Ante las ruinas de Petra, Karl Pilkington, en Un idiota de viaje, lanza una reflexión a medio camino entre la filosofía y la tontería. Porque él es así: medio bobo y medio genio. Un tipo peculiar, inclasificable, al que Gervais y Merchant han convertido en el nuevo rey de la comedia en este salón:
            “Y era más fácil inventar cosas en aquella época, porque no había nada más. Cualquier cosa que necesitaban, lo inventaban. Quiero secarme las manos. Me acabo de lavar las manos. Invento una toalla. Todo, cualquier cosa. Es muy difícil comer esta sopa. ¡Cuchara! ¿Entiendes lo que quiero decir? No puedes… Piensa en algo ahora. Intenta inventar algo ahora, algo que necesitas ahora. Se me ocurrió hacer una tostadora transparente. Ya sabes, porque siempre estás haciendo eso. Piensas: ¿estará lista? Y no dejas de apretar el botón para ver si están hechas y acabas rompiéndolo porque lo has forzado. ¡Una tostadora transparente!
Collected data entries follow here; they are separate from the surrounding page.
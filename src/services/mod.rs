//! Services
//!
//! Business logic: the job manager, iteration engine, prompt subsystem,
//! LLM gateway, source summarizer, template registry, and request validator.

pub mod analyzer;
pub mod llm;
pub mod prompts;
pub mod tasks;
pub mod templates;
pub mod validator;
pub mod workflow;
Lo busqué en internet y ya estaba inventado”.
           


           Minutos más tarde, ante una las grandes puertas labradas por los nabateos en la roca, Karl Pilkington deja la comedia por unos momentos y nos sorprende con esta aguda reflexión sobre la fealdad y la belleza:

            “Es mejor vivir en el agujero, viendo el palacio, que vivir en el palacio viendo el agujero, ¿no? Rick y Steve podrán decir que soy idiota, pero creo que he demostrado lo que dije. Pero no hablaba sólo de edificios. De la vida, en general. Incluso entre una persona guapa y otra fea. De alguna manera, es mejor ser la persona fea que aprecia las cosas bonitas. Miras a las personas más guapas. Da igual que seas feo. En cualquier caso, ¿cuántas veces te miras a ti mismo? Es lo mismo. Sé el feo, mira al guapo”.